Really? Where in the spec does it say that?
I understand it should be possible to address parts of a schema using
fragment resolution, but I'm not talking about this scenario here; I'm
talking about the whole schema being addressed, and this containing a
sub-schema that has no 'id'. (as an aside: I'm not sure the spec
describes I can address parts of schemas using the fragmentResolution
story. The whole concept of fragmentResolution is actually only
introduced in the context of hyper schemas and talks about "instance
representations", not schemas.
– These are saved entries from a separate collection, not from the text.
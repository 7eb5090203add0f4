//! Fleet-scoped unique names for replicated objects
//!
//! A unique name has the form `{cluster}-{namespace}-{name}-{suffix}`, where the suffix is the
//! first five characters of a random UUID. Each segment is truncated so the whole name fits
//! the length limit of the requested format. Uniqueness is not reserved anywhere; callers
//! detect collisions when creating the named object and generate a new name on conflict.

use rand::Rng;
use uuid::Uuid;

use crate::{FleetError, Result};

const SUFFIX_LENGTH: usize = 5;
const DNS1123_SUBDOMAIN_MAX_LENGTH: usize = 253;
const DNS1123_LABEL_MAX_LENGTH: usize = 63;
const DNS1035_LABEL_MAX_LENGTH: usize = 63;

/// Length of the random name used when a formatted name cannot be produced.
pub const FALLBACK_NAME_LENGTH: usize = 25;

#[derive(Clone, Copy, Debug, PartialEq, Eq)]
pub enum NameFormat {
    /// RFC 1123 DNS subdomain
    Dns1123Subdomain,
    /// RFC 1123 DNS label
    Dns1123Label,
    /// RFC 1035 DNS label
    Dns1035Label,
}

impl NameFormat {
    fn max_length(self) -> usize {
        match self {
            Self::Dns1123Subdomain => DNS1123_SUBDOMAIN_MAX_LENGTH,
            Self::Dns1123Label => DNS1123_LABEL_MAX_LENGTH,
            Self::Dns1035Label => DNS1035_LABEL_MAX_LENGTH,
        }
    }

    pub fn is_valid(self, name: &str) -> bool {
        match self {
            Self::Dns1123Subdomain => is_dns1123_subdomain(name),
            Self::Dns1123Label => is_dns1123_label(name),
            Self::Dns1035Label => is_dns1035_label(name),
        }
    }
}

/// Formats a unique name for an object `namespace/name` exported from `cluster_id`.
pub fn fleet_scoped_unique_name(
    format: NameFormat,
    cluster_id: &str,
    namespace: &str,
    name: &str,
) -> Result<String> {
    // three dashes plus the suffix
    let reserved = 3 + SUFFIX_LENGTH;
    let per_segment = (format.max_length() - reserved) / 3;

    let (cluster_id, name) = match format {
        NameFormat::Dns1123Subdomain => (cluster_id.to_string(), name.to_string()),
        NameFormat::Dns1123Label | NameFormat::Dns1035Label => {
            (cluster_id.replace('.', ""), name.replace('.', ""))
        }
    };

    let unique_name = format!(
        "{}-{}-{}-{}",
        truncate(&cluster_id, per_segment),
        truncate(namespace, per_segment),
        truncate(&name, per_segment),
        random_suffix(),
    );

    if !format.is_valid(&unique_name) {
        return Err(FleetError::Internal(format!(
            "failed to format a unique {format:?} name with cluster ID {cluster_id}, namespace {namespace}, name {name}"
        )));
    }
    Ok(unique_name)
}

/// A random string of lowercase letters; valid under every name format.
pub fn random_lowercase_name(length: usize) -> String {
    let mut rng = rand::thread_rng();
    (0..length)
        .map(|_| rng.gen_range(b'a'..=b'z') as char)
        .collect()
}

fn random_suffix() -> String {
    Uuid::new_v4()
        .simple()
        .to_string()
        .chars()
        .take(SUFFIX_LENGTH)
        .collect()
}

fn truncate(segment: &str, max: usize) -> String {
    segment.chars().take(max).collect()
}

fn is_label_char(c: char) -> bool {
    c.is_ascii_lowercase() || c.is_ascii_digit() || c == '-'
}

fn is_label_body(label: &str) -> bool {
    !label.is_empty()
        && label.chars().all(is_label_char)
        && !label.starts_with('-')
        && !label.ends_with('-')
}

pub fn is_dns1123_label(name: &str) -> bool {
    name.len() <= DNS1123_LABEL_MAX_LENGTH
        && is_label_body(name)
        && name.starts_with(|c: char| c.is_ascii_alphanumeric())
}

pub fn is_dns1123_subdomain(name: &str) -> bool {
    name.len() <= DNS1123_SUBDOMAIN_MAX_LENGTH && name.split('.').all(is_label_body)
}

pub fn is_dns1035_label(name: &str) -> bool {
    name.len() <= DNS1035_LABEL_MAX_LENGTH
        && is_label_body(name)
        && name.starts_with(|c: char| c.is_ascii_lowercase())
}

#[cfg(test)]
mod tests {
    use super::*;

    #[test]
    fn test_unique_name_shape() {
        let name =
            fleet_scoped_unique_name(NameFormat::Dns1123Subdomain, "bravelion", "work", "app-x7k2p")
                .unwrap();
        assert!(name.starts_with("bravelion-work-app-x7k2p-"));
        assert_eq!(name.len(), "bravelion-work-app-x7k2p-".len() + SUFFIX_LENGTH);
        assert!(is_dns1123_subdomain(&name));
    }

    #[test]
    fn test_unique_names_differ() {
        let a = fleet_scoped_unique_name(NameFormat::Dns1123Subdomain, "c", "ns", "n").unwrap();
        let b = fleet_scoped_unique_name(NameFormat::Dns1123Subdomain, "c", "ns", "n").unwrap();
        assert_ne!(a, b);
    }

    #[test]
    fn test_label_format_truncates_and_strips_dots() {
        let long = "a".repeat(100);
        let name =
            fleet_scoped_unique_name(NameFormat::Dns1123Label, "member.one", &long, "svc.v1").unwrap();
        assert!(name.len() <= DNS1123_LABEL_MAX_LENGTH);
        assert!(name.starts_with("memberone-"));
        assert!(name.contains("-svcv1-"));
        assert!(is_dns1123_label(&name));
    }

    #[test]
    fn test_dns1035_rejects_leading_digit() {
        assert!(
            fleet_scoped_unique_name(NameFormat::Dns1035Label, "1cluster", "ns", "name").is_err()
        );
        assert!(fleet_scoped_unique_name(NameFormat::Dns1035Label, "cluster", "ns", "name").is_ok());
    }

    #[test]
    fn test_validators() {
        assert!(is_dns1123_subdomain("a.b-c.d"));
        assert!(!is_dns1123_subdomain("A.b"));
        assert!(!is_dns1123_subdomain("a..b"));
        assert!(!is_dns1123_subdomain("-a"));
        assert!(!is_dns1123_subdomain(""));
        assert!(!is_dns1123_subdomain(&"a".repeat(254)));
        assert!(is_dns1123_label("1abc"));
        assert!(!is_dns1123_label("a.b"));
        assert!(!is_dns1035_label("1abc"));
        assert!(is_dns1035_label("abc-1"));
    }

    #[test]
    fn test_random_lowercase_name() {
        let name = random_lowercase_name(FALLBACK_NAME_LENGTH);
        assert_eq!(name.len(), FALLBACK_NAME_LENGTH);
        assert!(name.chars().all(|c| c.is_ascii_lowercase()));
        assert!(NameFormat::Dns1035Label.is_valid(&name));
    }
}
I realize that it'd be convenient to
address schemas that way too, but what in the spec makes this
possible?).
The $ref spec says:
"This URI MAY be relative or absolute, and relative URIs SHOULD be
resolved against the URI of the current schema."
Okay, so now for resolving a relative URI, we're looking at the "URI
of the current schema".
Take this scenario:
example/ (schema retrieved under this URI)
{
"id" : "test/",
"properties" : {
"a" : {
$ref: "foo"
}
}
}
What is the URI of the outer schema? (note the slashes in the URIs in
the example, otherwise the example becomes confusing as url joining
would throw away a step that doesn't end in a /)
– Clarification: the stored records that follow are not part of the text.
use thiserror::Error;

pub type Result<T> = std::result::Result<T, FleetError>;

#[derive(Error, Debug)]
pub enum FleetError {
    #[error("{kind} {key} not found")]
    NotFound { kind: String, key: String },

    #[error("{kind} {key} already exists")]
    AlreadyExists { kind: String, key: String },

    #[error("conflicting update on {kind} {key}: {message}")]
    Conflict {
        kind: String,
        key: String,
        message: String,
    },

    #[error("Invalid configuration: {0}")]
    InvalidConfiguration(String),

    #[error("Kubernetes error: {0}")]
    KubernetesError(#[from] kube::Error),

    #[error("Serialization error: {0}")]
    SerializationError(#[from] serde_json::Error),

    #[error("Metrics error: {0}")]
    MetricsError(#[from] prometheus::Error),

    #[error("Internal error: {0}")]
    Internal(String),
}

impl FleetError {
    pub fn not_found(kind: impl Into<String>, key: impl Into<String>) -> Self {
        Self::NotFound {
            kind: kind.into(),
            key: key.into(),
        }
    }

    pub fn already_exists(kind: impl Into<String>, key: impl Into<String>) -> Self {
        Self::AlreadyExists {
            kind: kind.into(),
            key: key.into(),
        }
    }

    pub fn conflict(
        kind: impl Into<String>,
        key: impl Into<String>,
        message: impl Into<String>,
    ) -> Self {
        Self::Conflict {
            kind: kind.into(),
            key: key.into(),
            message: message.into(),
        }
    }

    pub fn is_not_found(&self) -> bool {
        matches!(self, Self::NotFound { .. })
    }

    pub fn is_already_exists(&self) -> bool {
        matches!(self, Self::AlreadyExists { .. })
    }

    pub fn is_conflict(&self) -> bool {
        matches!(self, Self::Conflict { .. })
    }
}

/// Treats a not-found error as success.
pub fn ignore_not_found(result: Result<()>) -> Result<()> {
    match result {
        Err(e) if e.is_not_found() => Ok(()),
        other => other,
    }
}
One interpretation would be that it's the one it was retrieved under, so:
example/
But the spec says for ids, "this attribute defines the URI of this
schema" and "If the URI is relative, it SHOULD be resolved against the
URI used to retrieve this schema".
This would imply that URI of the outer schema is:
"example/test/"
I think we can simply say that the relative 'id' on the outer schema
makes this a buggy schema. Is a relative "id" *ever* useful on an
outer schema? Or should we forbid such relative ids from appearing at
all for outer schemas?
I guess since example/ and example/test are effectively described to
be the same schema, it doesn't matter?
Let's throw it out and try again:
example/ (schema retrieved under this URI)
{
"properties" : {
"a" : {
$ref: "foo"
}
}
}
So how do we resolve $ref, which contains a relative URI? The spec
says for $ref that "relative URIs SHOULD be resolved against the URI
of the current schema.". Earlier evidence in the $ref section
indicates that "the current schema" is the inner schema, as the spec
says "it SHOULD replace the current schema with the schema
referenced..".
So, we need to know the URI of the schema under the "a" property, the
"current schema".
Now the spec doesn't give us any clues. Your interpretation (I think?)
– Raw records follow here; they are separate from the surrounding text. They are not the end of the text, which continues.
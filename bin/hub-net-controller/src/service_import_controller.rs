//! ServiceImport spec resolver: picks the ports of a fleet-wide imported Service from its exports

use std::sync::Arc;

use async_trait::async_trait;
use fleet_net_api::v1alpha1::CLUSTER_SET_IP;
use fleet_net_api::{ClusterStatus, InternalServiceExport, ServiceImport, ServiceImportStatus};
use fleet_net_core::objectmeta::{has_finalizer, is_deleting, INTERNAL_SERVICE_EXPORT_FINALIZER};
use fleet_net_core::store::SERVICE_REFERENCE_INDEX;
use fleet_net_core::{
    ignore_not_found, ListOptions, ObjectKey, ObjectStore, ReconcileOutcome, Reconciler, Result,
};
use tracing::{debug, info};

use crate::context::HubContext;
use crate::internal_service_export_controller::mark_conflict;

pub struct ServiceImportReconciler<S> {
    ctx: Arc<HubContext<S>>,
}

impl<S: ObjectStore> ServiceImportReconciler<S> {
    pub fn new(ctx: Arc<HubContext<S>>) -> Self {
        Self { ctx }
    }

    async fn delete_import(&self, key: &ObjectKey) -> Result<ReconcileOutcome> {
        ignore_not_found(self.ctx.hub.delete::<ServiceImport>(&key.namespace, &key.name).await)?;
        info!(service_import = %key, "No service is exported under this name; deleted service import");
        Ok(ReconcileOutcome::Done)
    }
}

#[async_trait]
impl<S: ObjectStore> Reconciler for ServiceImportReconciler<S> {
    fn name(&self) -> &'static str {
        "serviceimport"
    }

    async fn reconcile(&self, key: &ObjectKey) -> Result<ReconcileOutcome> {
        let hub = &*self.ctx.hub;
        let Some(mut import) = hub.try_get::<ServiceImport>(&key.namespace, &key.name).await? else {
            return Ok(ReconcileOutcome::Done);
        };
        if import.is_resolved() {
            return Ok(ReconcileOutcome::Done);
        }

        let options = ListOptions::all().with_field(SERVICE_REFERENCE_INDEX, &key.to_string());
        let exports: Vec<InternalServiceExport> = hub
            .list::<InternalServiceExport>(&options)
            .await?
            .into_iter()
            .filter(|ise| !is_deleting(ise) && has_finalizer(ise, INTERNAL_SERVICE_EXPORT_FINALIZER))
            .collect();
        let Some(resolved_ports) = exports.first().map(|ise| ise.spec.ports.clone()) else {
            return self.delete_import(key).await;
        };
        let (matching, conflicting): (Vec<_>, Vec<_>) = exports
            .into_iter()
            .partition(|ise| ise.spec.ports == resolved_ports);

        let mut clusters = Vec::with_capacity(matching.len());
        for ise in matching {
            let cluster = ise.spec.service_reference.cluster_id.clone();
            match mark_conflict(hub, ise, false).await {
                Ok(()) => clusters.push(ClusterStatus { cluster }),
                Err(e) if e.is_not_found() => continue,
                Err(e) => return Err(e),
            }
        }
        if clusters.is_empty() {
            return Ok(ReconcileOutcome::RequeueAfter(self.ctx.service_import_spec_wait));
        }
        for ise in conflicting {
            debug!(service_import = %key, cluster = %ise.spec.service_reference.cluster_id, "Exported service conflicts with the resolved spec");
            ignore_not_found(mark_conflict(hub, ise, true).await)?;
        }

        import.status = Some(ServiceImportStatus {
            import_type: Some(CLUSTER_SET_IP.to_string()),
            ports: resolved_ports,
            clusters,
        });
        hub.update_status(&import).await?;
        info!(service_import = %key, "Resolved service import spec");
        Ok(ReconcileOutcome::Done)
    }
}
is that it should construct a fragmentResolution path to determine the
URI of the current schema:
example/#/properties/a
So how do we resolve $ref now? I would suggest we discard fragment
resolution in this case, which might make the whole fragment
resolution discussion moot, and we simply resolve like this:
example/foo
This would suggest a much simpler rule for default "current URI", that
wouldn't talk about fragment resolution but simply say: "if the id is
missing, the current URI of the schema is that under which this schema
(or a container schema) was retrieved".
Let's examine that rule in some more detail, specify a nested scenario now:
example/ (schema retrieved under this URI)
{
"properties" : {
"a" : {
id: "bar/"
"properties': {
"b": { $ref: "foo" }
}
}
}
}
What would $ref resolve to now? The rule I specified (based on
fragmentResolution behavior) would indicate: example/foo
I think it is illustrative to make the id URIs absolute:
/example/ (schema retrieved under this URI)
{
"properties" : {
"a" : {
id: "/example/bar/"
"properties': {
"b": { $ref: "foo" }
}
}
}
}
But now let's refactor the schema (with relative URIs) into two. I
think this would be a fairly obvious refactoring given the id 'bar/'
in the above (even more obvious when the URIs are absolute):
example/
{
"properties" : {
"a": { $ref: "bar/" }
}
}
example/bar/
{
"properties': {
"b": { $ref: "foo" }
}
}
But now $ref "foo" resolves to something else!
from example/bar, it would refer to:
example/bar/foo
...and it'd be that even when we're dealing with example/, as example/
retrieves example/bar/, which then causes the $ref URIs inside to use
example/bar/ as its base. (interpreting the loading of a $ref to be
the loading of a schema and thus defining the schema's base URI).
This would indicate our rule is insufficient. Instead, I think the
rule should do the following if there's a missing "id": use the
"current URI" of the parent schema as the "current URI" to resolve
relative refs and constructive relative ids, or, if there is no parent
schema, the URI under which the outer schema was retrieved.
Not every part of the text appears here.